Rapid Identification of Chemical Components and Screening of Beta–Klotho Agonists From Trichosanthes pericarpium Aqueous Extract Based on Affinity Ultrafiltration and Liquid Chromatography–Tandem Mass Spectrometry

ABSTRACT Trichosanthes pericarpium (TP), a natural product rich in pharmacologically active constituents, exhibits potential cardioprotective effects. This study employed a ligand fishing strategy combined with identification to efficiently characterize the chemical ingredients of TP and rapidly screen for Beta–Klotho (βKlotho) agonists, utilizing affinity ultrafiltration combined high–performance liquid chromatography–mass spectrometry (AUF–LC–MS). As a result, a total of 59 compounds were tentatively characterized, and 7 potential ligands were fished out when βKlotho acted as the targeted protein.
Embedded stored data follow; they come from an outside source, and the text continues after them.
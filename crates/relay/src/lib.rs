//! # RemoSerial Relay Library
//!
//! This crate drives a serial device attached to a remote host over TCP,
//! optionally sealing every message with the hybrid cipher from the
//! [`protocol`] crate.
//!
//! ## Overview
//!
//! - **Serial Bridge**: open, write one line, read one line, close
//! - **Command Router**: answers `GET_PORTS`, `OPEN_CONNECTION`,
//!   `CLOSE_CONNECTION` and `CHECK`
//! - **Connection Listener**: the accepting role, one peer at a time
//! - **Reconnect Loop**: the dialling role, one turn per connection
//!
//! ## Architecture
//!
//! ```text
//! ┌──────────────────────┐                 ┌──────────────────────┐
//! │   Reconnect Loop     │ ─── TCP ──────▶ │ Connection Listener  │
//! │ (agent / requester)  │                 │ (serve / issue)      │
//! └──────────┬───────────┘                 └──────────┬───────────┘
//!            │            Connection + Channel         │
//!            ▼                                         ▼
//! ┌─────────────────────────────────────────────────────────────────┐
//! │                        Command Router                           │
//! ├──────────────────────────────┬──────────────────────────────────┤
//! │        Host (discovery,      │          Serial Bridge           │
//! │        status, link)         │    (exclusive, one line/turn)    │
//! └──────────────────────────────┴──────────────────────────────────┘
//! ```
//!
//! ## Quick Start
//!
//! ```rust,no_run
//! use std::sync::Arc;
//!
//! use relay::{CommandRouter, Config, Listener, SerialBridge, SystemHost};
//!
//! #[tokio::main]
//! async fn main() -> anyhow::Result<()> {
//!     let config = Config::load_default()?;
//!     let router = CommandRouter::new(
//!         Arc::new(SystemHost::new()),
//!         Arc::new(SerialBridge::new(config.bridge_options())),
//!     );
//!
//!     let listener = Listener::bind(config.listener_options()).await?;
//!     let mode = config
//!         .serve_mode()
//!         .ok_or_else(|| anyhow::anyhow!("bridge mode needs a device"))?;
//!     listener.serve(&router, &mode).await?;
//!     Ok(())
//! }
//! ```
//!
//! ## Modules
//!
//! - [`config`]: Configuration loading and defaults
//! - [`events`]: Progress events
//! - [`host`]: Device discovery, status and link liveness
//! - [`network`]: Listener and reconnect loop
//! - [`router`]: Command dispatch
//! - [`serial`]: Serial Bridge

pub mod config;
pub mod events;
pub mod host;
pub mod network;
pub mod router;
pub mod serial;

// Re-export protocol for convenience
pub use protocol;

pub use config::Config;
pub use events::{CloseReason, RelayEvent};
pub use host::{Host, SystemHost};
pub use network::{
    CheckPoller, Listener, ListenerOptions, LoopExit, ReconnectLoop, ReconnectOptions, ServeMode,
    SingleRequest, Turn, TurnRole,
};
pub use router::{CommandRouter, RouterError, RouterResult};
pub use serial::{BridgeError, BridgeOptions, PortOpener, SerialBridge, SerialIo, SystemPorts};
Subsequently, three representative angling compounds, including diosmetin–7 ‐O –β –D –glucopyranoside, cucurbitacin B, and rutin, were further verified by molecular docking visualization analysis and in vitro activity validation assays. Cell viability assays demonstrated that all three aforementioned compounds significantly increase the viability of myocardial cells injured by ischemia and hypoxia. Furthermore, terminal deoxynucleotidyl transferase dUTP nick end labeling (TUNEL) assays demonstrated that these compounds significantly attenuated cardiomyocyte apoptosis. Collectively, this study establishes a novel strategy for the systematic characterization and screening of bioactive compounds in natural products, providing a solid foundation for the development of βKlotho agonists derived from TP.